老苏对我的态度表现出一副满不在乎的样子,阴阳怪气地说道:“噢,那你可得说说了桃主任。我倒看看你有什么能耐。”

“呵呵,从我开始来公墓的时候我就发现你并非平庸之辈。你的书法上攻二王兼修唐宋,至少有十年以上的修为。就冲这点,就说明你的传统文化造谐很深,按常理你根本就没有必要跑这深山里来吃苦受累的工作。还有,我也偶然之中发现了你擅长方术通晓易理。对各类古玩旧货都充满浓厚的兴趣。这样的人怎么会甘心当更夫呢,明明更适合做的职业不是考古就是盗墓贼。”

“不错,桃主任果然是有心之人,接着说下去。”老苏一脸欣赏的神情。看来他很喜欢这样居高临下和自己到手的猎物打交道。

“再说下去就牵扯上一场人命官司了。辉辉的死不会和你没有关系吧?”我不紧不慢的语气中充满了一种威摄。

老苏的身子明显晃了一下。毫无疑问,我说的这句话造成了他心理上的极大波动。这更证明了我推断。他自己可能根本料想不到,我本来也是处于崩溃的边缘,但正是他这细微的动作逐渐恢复了我的自信。

“不是我,真的不是我。你有什么证据说我杀人?”老苏显然有些害怕。这使我确定了一件事。老苏虽然是个老江湖,但充其量只是个盗墓贼而已,杀人越货的事他并不擅长,要么不至于有现在的反应。

“嗯,老苏。你可能做梦也想不到我是怎么看出这一点的。前些天我偶然间发现你没事的时候喜欢在宿舍里自己一个人摆围棋棋谱。起先我并没有引起过注意,后来我发现你总是在出门干活之前把棋盘掀翻。这倒引起了我的好奇。排一牌残局并不是轻而易举的事,你为什么要常常掀翻自己的劳动果实呢?有一次我扫了一眼你正在摆的棋局。只是那一眼我就看明白了你摆的棋形正和辉辉临死之前在箱子里留下来的残局一模一样。本来我还对他留下的那个残局百思不得其解,不知道那到底是什么意思。这下我终于悟然大悟。你是在用易理推衍埋宝藏的方位。”

我说到这儿老苏开始有些惊讶了,他想不到我小小年纪对《易经》竟然也有所了解。不过他还是假装平静:“用围棋能来推衍宝藏的方位?听着倒是新鲜,麻烦你说说是怎么个推法?”

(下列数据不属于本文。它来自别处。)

use std::collections::HashMap;
use std::fmt::Write;

use crate::models::{InsightKind, RankingAgent};

pub const ANALYST_SYSTEM_PROMPT: &str =
    "You are an expert analyst of AI agent ecosystems. Answer concisely and back claims with the data.";

pub const TRANSLATE_SYSTEM_PROMPT: &str = "Translate the English text into natural Korean. Output only the translation, \
     with no explanations or notes. Keep proper nouns such as project and token names in the original.";

// Below this many chars a text isn't worth a translation call
const MIN_TRANSLATE_CHARS: usize = 10;

impl InsightKind {
    pub fn parse(raw: &str) -> Option<Self> {
        match raw {
            "ecosystem" => Some(InsightKind::Ecosystem),
            "gap" => Some(InsightKind::Gap),
            "idea" => Some(InsightKind::Idea),
            _ => None,
        }
    }

    pub fn prompt(self) -> &'static str {
        match self {
            InsightKind::Ecosystem => {
                "Below is ranking data for AI agents on the leaderboard. Analyse the state of the \
                 ecosystem: revenue distribution, trends per category, what successful agents have \
                 in common, and weak spots or opportunities."
            }
            InsightKind::Gap => {
                "Using the data below, find the gaps in the ecosystem: areas with high demand but \
                 little supply, profitable categories with little competition, and kinds of agents \
                 that don't exist yet."
            }
            InsightKind::Idea => {
                "Based on the data below, propose 5 new agent ideas. Answer only with a JSON array \
                 of objects with the keys name, category, feature, target, revenue, \
                 differentiator, difficulty (high|medium|low) and pitch. Output the JSON array and \
                 nothing else."
            }
        }
    }
}

#[derive(Default)]
struct CategoryStats {
    count: usize,
    revenue: f64,
    success_sum: f64,
    buyers: u64,
}

// Plain-text digest of the ranking fed to the LLM: category stats + top 20
pub fn summarize(agents: &[RankingAgent]) -> String {
    let mut stats: HashMap<&str, CategoryStats> = HashMap::new();
    for a in agents {
        let category = a
            .category
            .as_deref()
            .filter(|c| !c.is_empty())
            .unwrap_or("UNKNOWN");
        let s = stats.entry(category).or_default();
        s.count += 1;
        s.revenue += a.total_revenue.unwrap_or(0.0);
        s.success_sum += a.success_rate.unwrap_or(0.0);
        s.buyers += a.unique_buyer_count.unwrap_or(0);
    }

    let mut categories: Vec<_> = stats.into_iter().collect();
    categories.sort_by(|a, b| b.1.revenue.total_cmp(&a.1.revenue));

    let mut out = String::from("## Summary by category\n");
    for (category, s) in &categories {
        let avg_success = s.success_sum / s.count as f64;
        let _ = writeln!(
            out,
            "- {category}: {} agents, total revenue {:.1}, avg success rate {avg_success:.1}%, total buyers {}",
            s.count, s.revenue, s.buyers
        );
    }

    out.push_str("\n## Top 20 agents\n");
    for a in agents.iter().take(20) {
        let _ = writeln!(
            out,
            "{}. {} - revenue: {:.1}, success rate: {:.1}%, buyers: {}, category: {}, role: {}",
            a.rank.map(|r| r.to_string()).unwrap_or_else(|| "-".to_string()),
            a.agent_name,
            a.total_revenue.unwrap_or(0.0),
            a.success_rate.unwrap_or(0.0),
            a.unique_buyer_count.unwrap_or(0),
            a.category.as_deref().unwrap_or("-"),
            a.role.as_deref().unwrap_or("-"),
        );
    }

    let _ = writeln!(out, "\nTotal agents: {}", agents.len());
    out
}

// Short or already-Korean text goes back untranslated
pub fn needs_translation(text: &str) -> bool {
    if text.chars().count() < MIN_TRANSLATE_CHARS {
        return false;
    }
    !text.chars().all(|c| {
        ('\u{AC00}'..='\u{D7A3}').contains(&c)
            || c.is_whitespace()
            || c.is_ascii_digit()
            || matches!(c, '.' | ',' | '!' | '?')
    })
}

#[cfg(test)]
mod tests {
    use super::*;

    #[test]
    fn parses_insight_kinds() {
        assert_eq!(InsightKind::parse("gap"), Some(InsightKind::Gap));
        assert_eq!(InsightKind::parse("idea"), Some(InsightKind::Idea));
        assert_eq!(InsightKind::parse("Gap"), None);
        assert_eq!(InsightKind::parse(""), None);
    }

    #[test]
    fn summary_orders_categories_by_revenue() {
        let agents = vec![
            RankingAgent {
                agent_name: "Alpha".into(),
                rank: Some(1),
                category: Some("GAMING".into()),
                total_revenue: Some(5.0),
                ..Default::default()
            },
            RankingAgent {
                agent_name: "Beta".into(),
                rank: Some(2),
                category: Some("DEFI".into()),
                total_revenue: Some(50.0),
                success_rate: Some(75.0),
                ..Default::default()
            },
        ];
        let s = summarize(&agents);
        let defi = s.find("- DEFI: 1 agents, total revenue 50.0, avg success rate 75.0%").unwrap();
        let gaming = s.find("- GAMING").unwrap();
        assert!(defi < gaming);
        assert!(s.contains("1. Alpha - revenue: 5.0"));
        assert!(s.ends_with("Total agents: 2\n"));
    }

    #[test]
    fn skips_short_and_korean_text() {
        assert!(!needs_translation("hi there"));
        assert!(!needs_translation("안녕하세요. 반갑습니다, 123!"));
        assert!(needs_translation("An agent that trades memecoins."));
    }
}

“您这是揣着明白装糊涂,那我就现丑了。易经的系辞中说:‘一阴一阳之谓道,继之者善也,成之者性也’。又说:‘是故《易》有太极,是生两仪,两仪生四象,四象生八卦,八卦定吉凶,吉凶生大业。’易经的思想认为宇宙是由阴、阳两种相互对立的属性组成的。而在围棋中,黑、白双方恰好也是相互对立的,最容易被人的眼睛区分的颜色。白子其实就是代表了易经中的阳,黑子代表了易经中的阴。用天元来象征宇宙的中心——太极,用黑、白子来象征阴、阳两种对立、矛盾、对抗的属性,用八颗‘星’来象征东、西、南、北、东北、西北、西南、东南,与乾、坤、震、巽、坎、离、艮、兑等八卦代表的方位几乎是如出一辙。另外, 易经的系辞中说:‘乾之策,二百一十有六;坤之策,百四十有四。凡三百有六十,当期之日。二篇之策,万有一千五百二十,当万物之数也’。易经理论里面,以9代表阳,6代表阴,一年有四季,因此,阳的四季数9*4=36,阴的四季为数6*4=24。因为易经每卦皆有6爻,因此,纯阳之数为6*36=216。纯阴之数为6*24=144。阴阳二数之和为:216+144=360 。围棋中心的天元,象征宇宙的中心。除去天元外的360个点,恰好与农历一年的日数一致。在公墓之上,没有罗盘也没有其它的法器供你使用,你用围棋来推衍和寻找藏宝的地点是不是最合适不过的了。可惜,百密一疏,你没想到辉辉这小子早就盯上了你的这些秘密。并且复制了你的棋谱。”

老苏点了点头:“佩服佩服。桃主任是有心之人。我还以为自己做事一直是滴水不露,没想到还是让你知道了这么多,惭愧惭愧。”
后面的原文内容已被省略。